• THE DATA:
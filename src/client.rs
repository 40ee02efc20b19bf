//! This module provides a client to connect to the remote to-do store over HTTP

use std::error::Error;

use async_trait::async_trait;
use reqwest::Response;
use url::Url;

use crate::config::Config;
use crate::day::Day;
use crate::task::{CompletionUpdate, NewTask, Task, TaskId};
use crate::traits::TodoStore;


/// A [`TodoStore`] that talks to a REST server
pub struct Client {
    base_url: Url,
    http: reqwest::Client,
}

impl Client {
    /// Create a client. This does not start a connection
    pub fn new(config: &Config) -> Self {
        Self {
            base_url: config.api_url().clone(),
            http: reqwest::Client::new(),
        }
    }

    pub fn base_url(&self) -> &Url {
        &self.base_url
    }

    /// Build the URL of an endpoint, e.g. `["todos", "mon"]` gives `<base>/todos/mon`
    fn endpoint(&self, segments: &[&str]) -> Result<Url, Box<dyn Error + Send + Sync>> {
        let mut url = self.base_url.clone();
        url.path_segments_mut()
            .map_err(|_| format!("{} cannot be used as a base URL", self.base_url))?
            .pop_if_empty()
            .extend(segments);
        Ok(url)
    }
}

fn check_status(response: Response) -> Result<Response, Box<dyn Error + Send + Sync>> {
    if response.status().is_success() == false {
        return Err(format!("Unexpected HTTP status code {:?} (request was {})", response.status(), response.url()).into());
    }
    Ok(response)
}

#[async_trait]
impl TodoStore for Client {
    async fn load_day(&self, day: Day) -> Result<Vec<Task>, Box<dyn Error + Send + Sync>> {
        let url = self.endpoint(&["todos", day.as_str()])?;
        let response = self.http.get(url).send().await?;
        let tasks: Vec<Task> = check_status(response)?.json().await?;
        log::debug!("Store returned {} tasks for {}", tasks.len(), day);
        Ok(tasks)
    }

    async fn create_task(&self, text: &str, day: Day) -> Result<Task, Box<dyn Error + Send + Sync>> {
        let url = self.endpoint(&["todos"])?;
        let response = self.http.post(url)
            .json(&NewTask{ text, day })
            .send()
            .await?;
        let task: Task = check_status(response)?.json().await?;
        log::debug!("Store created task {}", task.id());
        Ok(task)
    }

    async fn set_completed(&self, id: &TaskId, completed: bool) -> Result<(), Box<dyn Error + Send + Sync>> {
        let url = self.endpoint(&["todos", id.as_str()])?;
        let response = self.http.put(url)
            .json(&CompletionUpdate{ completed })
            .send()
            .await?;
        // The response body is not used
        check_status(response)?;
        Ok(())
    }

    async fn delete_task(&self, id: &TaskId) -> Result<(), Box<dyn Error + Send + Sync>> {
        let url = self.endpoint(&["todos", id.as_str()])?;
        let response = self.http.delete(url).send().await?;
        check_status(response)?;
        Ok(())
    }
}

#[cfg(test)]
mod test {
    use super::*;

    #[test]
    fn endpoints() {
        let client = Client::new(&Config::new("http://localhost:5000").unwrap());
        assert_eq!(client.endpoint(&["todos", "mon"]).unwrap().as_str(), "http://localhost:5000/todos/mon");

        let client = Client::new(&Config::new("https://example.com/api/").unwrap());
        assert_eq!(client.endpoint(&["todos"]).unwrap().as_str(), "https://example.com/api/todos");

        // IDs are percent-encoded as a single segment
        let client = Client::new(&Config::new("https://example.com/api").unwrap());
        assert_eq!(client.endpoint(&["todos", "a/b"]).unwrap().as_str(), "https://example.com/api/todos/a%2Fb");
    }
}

--

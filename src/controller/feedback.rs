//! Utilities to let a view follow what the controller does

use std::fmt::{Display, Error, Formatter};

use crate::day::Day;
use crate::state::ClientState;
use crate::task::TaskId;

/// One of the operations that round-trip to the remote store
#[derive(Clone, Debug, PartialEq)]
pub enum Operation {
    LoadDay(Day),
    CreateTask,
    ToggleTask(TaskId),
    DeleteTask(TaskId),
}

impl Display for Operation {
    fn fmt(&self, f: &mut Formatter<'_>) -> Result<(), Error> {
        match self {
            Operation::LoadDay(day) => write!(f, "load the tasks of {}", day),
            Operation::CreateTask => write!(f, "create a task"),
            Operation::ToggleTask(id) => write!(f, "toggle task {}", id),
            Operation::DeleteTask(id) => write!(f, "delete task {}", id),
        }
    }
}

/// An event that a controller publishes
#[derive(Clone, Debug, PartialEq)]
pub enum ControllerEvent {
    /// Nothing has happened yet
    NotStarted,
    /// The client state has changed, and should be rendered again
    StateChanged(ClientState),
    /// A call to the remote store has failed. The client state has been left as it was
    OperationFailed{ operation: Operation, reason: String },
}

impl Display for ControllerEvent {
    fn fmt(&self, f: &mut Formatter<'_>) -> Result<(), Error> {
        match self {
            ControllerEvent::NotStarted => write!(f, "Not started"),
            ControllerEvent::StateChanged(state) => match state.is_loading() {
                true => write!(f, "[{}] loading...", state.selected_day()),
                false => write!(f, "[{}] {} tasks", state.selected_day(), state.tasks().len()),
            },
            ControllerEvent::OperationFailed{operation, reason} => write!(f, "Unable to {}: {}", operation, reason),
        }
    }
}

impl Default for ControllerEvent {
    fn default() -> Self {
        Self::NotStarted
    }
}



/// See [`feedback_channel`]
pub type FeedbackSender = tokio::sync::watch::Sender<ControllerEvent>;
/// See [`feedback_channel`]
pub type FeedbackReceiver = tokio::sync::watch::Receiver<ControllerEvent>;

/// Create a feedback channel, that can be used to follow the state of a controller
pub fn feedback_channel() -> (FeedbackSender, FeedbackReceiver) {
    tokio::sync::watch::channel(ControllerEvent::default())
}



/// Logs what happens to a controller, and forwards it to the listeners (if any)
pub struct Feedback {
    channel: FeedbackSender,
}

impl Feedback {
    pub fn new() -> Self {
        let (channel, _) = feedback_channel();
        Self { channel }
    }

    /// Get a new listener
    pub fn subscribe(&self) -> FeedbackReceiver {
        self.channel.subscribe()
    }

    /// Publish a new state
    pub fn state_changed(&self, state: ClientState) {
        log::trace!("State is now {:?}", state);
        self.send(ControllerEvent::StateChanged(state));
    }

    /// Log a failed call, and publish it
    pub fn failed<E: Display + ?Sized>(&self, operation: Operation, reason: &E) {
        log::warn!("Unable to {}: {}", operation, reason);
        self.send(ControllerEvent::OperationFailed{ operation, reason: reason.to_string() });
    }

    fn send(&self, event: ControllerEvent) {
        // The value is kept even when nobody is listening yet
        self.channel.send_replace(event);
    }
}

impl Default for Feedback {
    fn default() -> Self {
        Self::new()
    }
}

...

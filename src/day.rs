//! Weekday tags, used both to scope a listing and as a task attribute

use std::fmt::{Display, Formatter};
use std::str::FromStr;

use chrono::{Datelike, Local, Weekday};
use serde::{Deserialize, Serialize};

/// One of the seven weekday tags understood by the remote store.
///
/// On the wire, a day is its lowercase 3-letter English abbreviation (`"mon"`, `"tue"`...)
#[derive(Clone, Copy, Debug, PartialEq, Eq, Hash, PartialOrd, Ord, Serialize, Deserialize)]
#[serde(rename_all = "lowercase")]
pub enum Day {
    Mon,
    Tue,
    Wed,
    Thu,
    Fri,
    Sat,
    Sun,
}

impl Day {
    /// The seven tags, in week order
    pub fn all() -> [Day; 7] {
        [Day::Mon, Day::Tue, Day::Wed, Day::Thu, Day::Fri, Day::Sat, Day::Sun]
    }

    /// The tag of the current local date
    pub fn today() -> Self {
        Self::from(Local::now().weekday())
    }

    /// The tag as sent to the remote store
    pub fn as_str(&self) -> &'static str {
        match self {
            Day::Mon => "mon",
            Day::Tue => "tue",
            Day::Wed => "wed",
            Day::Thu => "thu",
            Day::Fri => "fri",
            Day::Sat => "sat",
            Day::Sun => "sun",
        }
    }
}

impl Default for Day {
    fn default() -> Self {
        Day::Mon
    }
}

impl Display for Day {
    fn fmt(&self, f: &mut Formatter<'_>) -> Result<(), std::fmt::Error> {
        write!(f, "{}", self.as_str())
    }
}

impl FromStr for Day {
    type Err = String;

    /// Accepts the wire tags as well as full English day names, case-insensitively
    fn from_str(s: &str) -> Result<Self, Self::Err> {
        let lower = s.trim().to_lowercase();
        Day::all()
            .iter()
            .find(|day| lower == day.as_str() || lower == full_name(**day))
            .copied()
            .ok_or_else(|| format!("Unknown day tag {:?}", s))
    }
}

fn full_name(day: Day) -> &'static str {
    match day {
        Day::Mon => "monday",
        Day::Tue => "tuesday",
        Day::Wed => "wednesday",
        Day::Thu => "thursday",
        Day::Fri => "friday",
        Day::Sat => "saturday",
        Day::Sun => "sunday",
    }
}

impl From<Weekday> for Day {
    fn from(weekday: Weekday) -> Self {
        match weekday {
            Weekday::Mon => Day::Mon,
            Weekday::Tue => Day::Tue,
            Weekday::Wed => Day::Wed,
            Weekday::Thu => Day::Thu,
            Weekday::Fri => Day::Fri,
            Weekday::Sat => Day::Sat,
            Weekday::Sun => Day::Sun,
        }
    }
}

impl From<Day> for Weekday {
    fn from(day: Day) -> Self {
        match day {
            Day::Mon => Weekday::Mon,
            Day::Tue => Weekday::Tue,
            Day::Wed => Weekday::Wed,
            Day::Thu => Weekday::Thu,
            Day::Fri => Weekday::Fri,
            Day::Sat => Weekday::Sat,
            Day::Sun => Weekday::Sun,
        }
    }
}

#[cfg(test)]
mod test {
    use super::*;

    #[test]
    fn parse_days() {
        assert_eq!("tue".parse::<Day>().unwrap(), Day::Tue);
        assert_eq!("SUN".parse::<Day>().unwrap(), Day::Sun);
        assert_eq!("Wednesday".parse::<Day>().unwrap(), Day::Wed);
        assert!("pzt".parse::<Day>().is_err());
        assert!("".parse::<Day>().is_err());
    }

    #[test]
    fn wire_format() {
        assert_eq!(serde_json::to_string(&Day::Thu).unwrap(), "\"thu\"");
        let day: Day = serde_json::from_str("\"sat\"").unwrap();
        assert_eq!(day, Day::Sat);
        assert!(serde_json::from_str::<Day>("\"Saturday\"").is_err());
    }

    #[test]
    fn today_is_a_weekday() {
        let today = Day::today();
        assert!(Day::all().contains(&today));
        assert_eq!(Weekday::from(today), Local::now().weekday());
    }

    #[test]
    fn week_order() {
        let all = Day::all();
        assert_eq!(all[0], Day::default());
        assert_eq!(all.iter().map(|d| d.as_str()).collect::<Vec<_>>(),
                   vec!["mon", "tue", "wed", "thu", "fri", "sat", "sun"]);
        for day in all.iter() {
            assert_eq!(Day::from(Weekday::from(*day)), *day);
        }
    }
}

• PROBLEM TO WORK ON:
Working through the entries above, copy every line in which "FeedbackSender" is found.

• WRITTEN REPLY:
pub type FeedbackSender = tokio::sync::watch::Sender<ControllerEvent>;
pub fn feedback_channel() -> (FeedbackSender, FeedbackReceiver) {
    channel: FeedbackSender,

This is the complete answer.